[Opening The data section]

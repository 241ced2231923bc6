//! Counter factory: the compiled header row of one block, turning each data
//! row of that block into a [`Counter`].
use super::header::{self, HeaderNode, BACK_HEADER};
use crate::counter::{Counter, RepeatPolicy, SettingHolder};
use crate::tabular;
use crate::template::Template;

#[derive(Debug, Clone, PartialEq, Eq)]
pub struct CounterFactory {
    headers: Vec<HeaderNode>,
    has_back: bool,
}

/// Where the settings of the row currently go.
struct RowTargets {
    front: Counter,
    on_back: bool,
}

impl RowTargets {
    fn switch_to_back(&mut self) {
        self.front.has_back = true;
        self.front.back_mut();
        self.on_back = true;
    }

    fn apply(&mut self, holder: &SettingHolder) {
        if !self.on_back {
            holder.apply_to(&mut self.front);
            return;
        }
        // Already on the back: copy-to-back has nowhere further to go
        if let Some(setting) = &holder.setting {
            setting.apply_to(self.front.back_mut());
        }
    }
}

impl CounterFactory {
    pub fn from_header_row(row: &[String]) -> Self {
        let headers = row
            .iter()
            .enumerate()
            .map(|(i, cell)| {
                if i == 0 {
                    header::classify_background(cell)
                } else {
                    header::classify(cell)
                }
            })
            .collect();
        CounterFactory {
            headers,
            has_back: false,
        }
    }

    pub fn headers(&self) -> &[HeaderNode] {
        &self.headers
    }

    /// True once any row built by this factory switched to a back.
    pub fn has_back(&self) -> bool {
        self.has_back
    }

    /// Build one counter from `row`. Header columns beyond the end of the
    /// row see no value; a `BACK` column without a switch value ends the row.
    pub fn create_counter(
        &mut self,
        repeat: RepeatPolicy,
        row: &[String],
        row_number: usize,
        template: &Template,
    ) -> Counter {
        let mut targets = RowTargets {
            front: Counter::new(repeat).at_row(row_number),
            on_back: false,
        };
        for (i, node) in self.headers.iter().enumerate() {
            let value = tabular::cell(row, i);
            let mut holder = SettingHolder::default();
            node.fill_setting(&mut holder, value, template);
            if holder.back {
                if !value.is_some_and(is_back_switch) {
                    log::trace!("row {}: {} column stops the row", row_number, BACK_HEADER);
                    break;
                }
                if !targets.on_back {
                    targets.switch_to_back();
                }
                self.has_back = true;
                continue;
            }
            targets.apply(&holder);
        }
        targets.front
    }
}

fn is_back_switch(value: &str) -> bool {
    value == BACK_HEADER || header::is_yes(value)
}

[Closing The data section]

Problem: Return all of the data above exactly, leaving out no line.

Response area:
repository 241ced2231923bc6
//! Counter factory: the compiled header row of one block, turning each data
//! row of that block into a [`Counter`].
use super::header::{self, HeaderNode, BACK_HEADER};
use crate::counter::{Counter, RepeatPolicy, SettingHolder};
use crate::tabular;
use crate::template::Template;

#[derive(Debug, Clone, PartialEq, Eq)]
pub struct CounterFactory {
    headers: Vec<HeaderNode>,
    has_back: bool,
}

/// Where the settings of the row currently go.
struct RowTargets {
    front: Counter,
    on_back: bool,
}

impl RowTargets {
    fn switch_to_back(&mut self) {
        self.front.has_back = true;
        self.front.back_mut();
        self.on_back = true;
    }

    fn apply(&mut self, holder: &SettingHolder) {
        if !self.on_back {
            holder.apply_to(&mut self.front);
            return;
        }
        // Already on the back: copy-to-back has nowhere further to go
        if let Some(setting) = &holder.setting {
            setting.apply_to(self.front.back_mut());
        }
    }
}

impl CounterFactory {
    pub fn from_header_row(row: &[String]) -> Self {
        let headers = row
            .iter()
            .enumerate()
            .map(|(i, cell)| {
                if i == 0 {
                    header::classify_background(cell)
                } else {
                    header::classify(cell)
                }
            })
            .collect();
        CounterFactory {
            headers,
            has_back: false,
        }
    }

    pub fn headers(&self) -> &[HeaderNode] {
        &self.headers
    }

    /// True once any row built by this factory switched to a back.
    pub fn has_back(&self) -> bool {
        self.has_back
    }

    /// Build one counter from `row`. Header columns beyond the end of the
    /// row see no value; a `BACK` column without a switch value ends the row.
    pub fn create_counter(
        &mut self,
        repeat: RepeatPolicy,
        row: &[String],
        row_number: usize,
        template: &Template,
    ) -> Counter {
        let mut targets = RowTargets {
            front: Counter::new(repeat).at_row(row_number),
            on_back: false,
        };
        for (i, node) in self.headers.iter().enumerate() {
            let value = tabular::cell(row, i);
            let mut holder = SettingHolder::default();
            node.fill_setting(&mut holder, value, template);
            if holder.back {
                if !value.is_some_and(is_back_switch) {
                    log::trace!("row {}: {} column stops the row", row_number, BACK_HEADER);
                    break;
                }
                if !targets.on_back {
                    targets.switch_to_back();
                }
                self.has_back = true;
                continue;
            }
            targets.apply(&holder);
        }
        targets.front
    }
}

fn is_back_switch(value: &str) -> bool {
    value == BACK_HEADER || header::is_yes(value)
}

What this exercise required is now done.